O sistema penal brasileiro demanda rigor probatório antes de uma condenação. Quando se trata de crimes contra as relações de consumo, previstos na Lei 8.137/90, esse rigor não pode ser dispensado, ainda que o caso pareça flagrante à primeira vista. A existência de um produto alimentício expirado ou conservado inadequadamente, por si só, não constitui prova suficiente de materialidade delitiva.
A jurisprudência consolidou entendimento de que a mera constatação de irregularidades superficiais não suprime a necessidade de investigação técnica aprofundada. Quando se fala em crime contra o consumidor envolvendo alimentos, é indispensável que peritos qualificados examinem se o produto realmente apresentava risco à saúde pública, se houve efetiva comercialização ou mera retenção para descarte, e se as condições de armazenamento infringiam normas sanitárias relevantes. Essa análise técnica diferencia uma infração administrativa de um delito penal.
O procedimento de perícia externa funciona como filtro de segurança no processo penal. Ela estabelece, com fundamentação científica, se houve exposição concreta de consumidores a produtos deteriorados ou danosos. Sem esse respaldo técnico, corre-se o risco de punir penalmente condutas que poderiam ser sancionadas no âmbito administrativo ou que sequer constituem infração relevante. A confusão entre essas esferas prejudica tanto o acusado quanto a credibilidade do sistema.
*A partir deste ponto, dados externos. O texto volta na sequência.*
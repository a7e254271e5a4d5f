//! OpenAPI / Swagger UI documentation.
//!
//! - Swagger UI: `http://localhost:8080/docs`
//! - OpenAPI JSON: `http://localhost:8080/api-docs/openapi.json`

use utoipa::openapi::security::{ApiKey, ApiKeyValue, SecurityScheme};
use utoipa::{Modify, OpenApi};

use super::handlers::order::UpdateStatusRequest;
use super::types::{DeletedBody, ErrorBody, HealthBody};
use crate::order::{NewOrder, OrderFields, OrderStatus};
use crate::product::{NewProduct, ProductFields, ProductPatch};

/// Caller identity header. Stand-in for a real session layer.
struct SecurityAddon;

impl Modify for SecurityAddon {
    fn modify(&self, openapi: &mut utoipa::openapi::OpenApi) {
        if let Some(components) = openapi.components.as_mut() {
            components.add_security_scheme(
                "user_id_header",
                SecurityScheme::ApiKey(ApiKey::Header(ApiKeyValue::with_description(
                    "X-User-Id",
                    "Caller identity. Required on every mutating endpoint.",
                ))),
            );
        }
    }
}

#[derive(OpenApi)]
#[openapi(
    info(
        title = "Tradepost Marketplace API",
        version = "1.0.0",
        description = "A small online marketplace: sellers list products, buyers place orders, sellers move orders through their lifecycle.",
        license(name = "MIT")
    ),
    servers(
        (url = "http://localhost:8080", description = "Development"),
    ),
    paths(
        super::handlers::health::health_check,
        super::handlers::product::list_products,
        super::handlers::product::get_product,
        super::handlers::product::create_product,
        super::handlers::product::update_product,
        super::handlers::product::delete_product,
        super::handlers::order::list_orders,
        super::handlers::order::get_order,
        super::handlers::order::create_order,
        super::handlers::order::update_order_status,
    ),
    components(
        schemas(
            ProductFields,
            NewProduct,
            ProductPatch,
            OrderFields,
            OrderStatus,
            NewOrder,
            UpdateStatusRequest,
            ErrorBody,
            DeletedBody,
            HealthBody,
        )
    ),
    modifiers(&SecurityAddon),
    tags(
        (name = "Products", description = "Product catalog"),
        (name = "Orders", description = "Order lifecycle"),
        (name = "Health", description = "Service health")
    )
)]
pub struct ApiDoc;
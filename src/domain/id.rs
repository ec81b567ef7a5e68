//! Entry identifiers
//!
//! An entry id is a slash-separated path relative to the entries root,
//! e.g. `blog/hello-world`. Ids map directly onto storage directories,
//! so path traversal segments and absolute paths are rejected.

use std::fmt;
use std::path::PathBuf;
use std::str::FromStr;

use serde::{Deserialize, Serialize};
use thiserror::Error;

#[derive(Debug, Error, PartialEq)]
pub enum IdError {
    #[error("Entry id cannot be empty")]
    Empty,

    #[error("Invalid entry id '{0}': absolute paths are not allowed")]
    Absolute(String),

    #[error("Invalid entry id '{0}': path traversal segments are not allowed")]
    Traversal(String),

    #[error("Invalid entry id '{0}': empty path segment")]
    EmptySegment(String),
}

/// Identifier of a stored entry, a normalized slash-separated path.
#[derive(Debug, Clone, PartialEq, Eq, Hash, Serialize, Deserialize)]
#[serde(try_from = "String", into = "String")]
pub struct EntryId {
    path: String,
}

impl EntryId {
    /// Parses and validates an entry id.
    pub fn new(id: impl AsRef<str>) -> Result<Self, IdError> {
        id.as_ref().parse()
    }

    /// Returns the id as a slash-separated path string.
    pub fn as_str(&self) -> &str {
        &self.path
    }

    /// Returns the path segments of the id.
    pub fn segments(&self) -> impl Iterator<Item = &str> {
        self.path.split('/')
    }

    /// Returns the parent id, or None for a top-level entry.
    pub fn parent(&self) -> Option<EntryId> {
        self.path.rsplit_once('/').map(|(parent, _)| EntryId {
            path: parent.to_string(),
        })
    }

    /// Returns the final path segment.
    pub fn name(&self) -> &str {
        self.path.rsplit('/').next().unwrap_or(&self.path)
    }

    /// Returns the id as a relative filesystem path.
    pub fn to_path(&self) -> PathBuf {
        self.segments().collect()
    }
}

impl fmt::Display for EntryId {
    fn fmt(&self, f: &mut fmt::Formatter<'_>) -> fmt::Result {
        f.write_str(&self.path)
    }
}

impl FromStr for EntryId {
    type Err = IdError;

    fn from_str(s: &str) -> Result<Self, Self::Err> {
        let trimmed = s.trim().trim_end_matches('/');

        if trimmed.is_empty() {
            return Err(IdError::Empty);
        }

        if trimmed.starts_with('/') || trimmed.starts_with('\\') {
            return Err(IdError::Absolute(s.to_string()));
        }

        for segment in trimmed.split('/') {
            if segment.is_empty() {
                return Err(IdError::EmptySegment(s.to_string()));
            }

            if segment == "." || segment == ".." {
                return Err(IdError::Traversal(s.to_string()));
            }
        }

        Ok(Self {
            path: trimmed.to_string(),
        })
    }
}

impl TryFrom<String> for EntryId {
    type Error = IdError;

    fn try_from(value: String) -> Result<Self, Self::Error> {
        value.parse()
    }
}

impl From<EntryId> for String {
    fn from(id: EntryId) -> Self {
        id.path
    }
}

#[cfg(test)]
mod tests {
    use super::*;

    #[test]
    fn simple_id_parses() {
        let id: EntryId = "foo".parse().unwrap();
        assert_eq!(id.as_str(), "foo");
        assert_eq!(id.name(), "foo");
        assert!(id.parent().is_none());
    }

    #[test]
    fn nested_id_parses() {
        let id: EntryId = "blog/hello-world".parse().unwrap();
        assert_eq!(id.name(), "hello-world");
        assert_eq!(id.parent().unwrap().as_str(), "blog");
        assert_eq!(id.to_path(), PathBuf::from("blog/hello-world"));
    }

    #[test]
    fn trailing_slash_is_normalized() {
        let id: EntryId = "blog/".parse().unwrap();
        assert_eq!(id.as_str(), "blog");
    }

    #[test]
    fn rejects_invalid_ids() {
        assert_eq!("".parse::<EntryId>(), Err(IdError::Empty));
        assert!(matches!("/abs".parse::<EntryId>(), Err(IdError::Absolute(_))));
        assert!(matches!(
            "a/../b".parse::<EntryId>(),
            Err(IdError::Traversal(_))
        ));
        assert!(matches!(
            "a//b".parse::<EntryId>(),
            Err(IdError::EmptySegment(_))
        ));
    }

    #[test]
    fn serde_roundtrip() {
        let id: EntryId = "blog/post".parse().unwrap();
        let json = serde_json::to_string(&id).unwrap();
        let parsed: EntryId = serde_json::from_str(&json).unwrap();

        assert_eq!(id, parsed);
    }
}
Para o Ministério Público e para os órgãos de fiscalização, a mensagem é clara: não basta recolher um item vencido em uma prateleira. É necessário documentar, por meio de laudo técnico robusto, que a conduta alegada efetivamente se enquadra no tipo penal. Essa exigência não representa entravo à justiça, mas seu reforço, garantindo que apenas condutas materialmente típicas e danosas resultem em condenação penal.
A proteção do consumidor é valor fundamental, mas não se realiza plenamente através de processos penais mal fundamentados. A perícia técnica, longe de ser obstáculo, é o instrumento que confere legitimidade às decisões condenatórias e preserva a integridade do sistema de justiça criminal.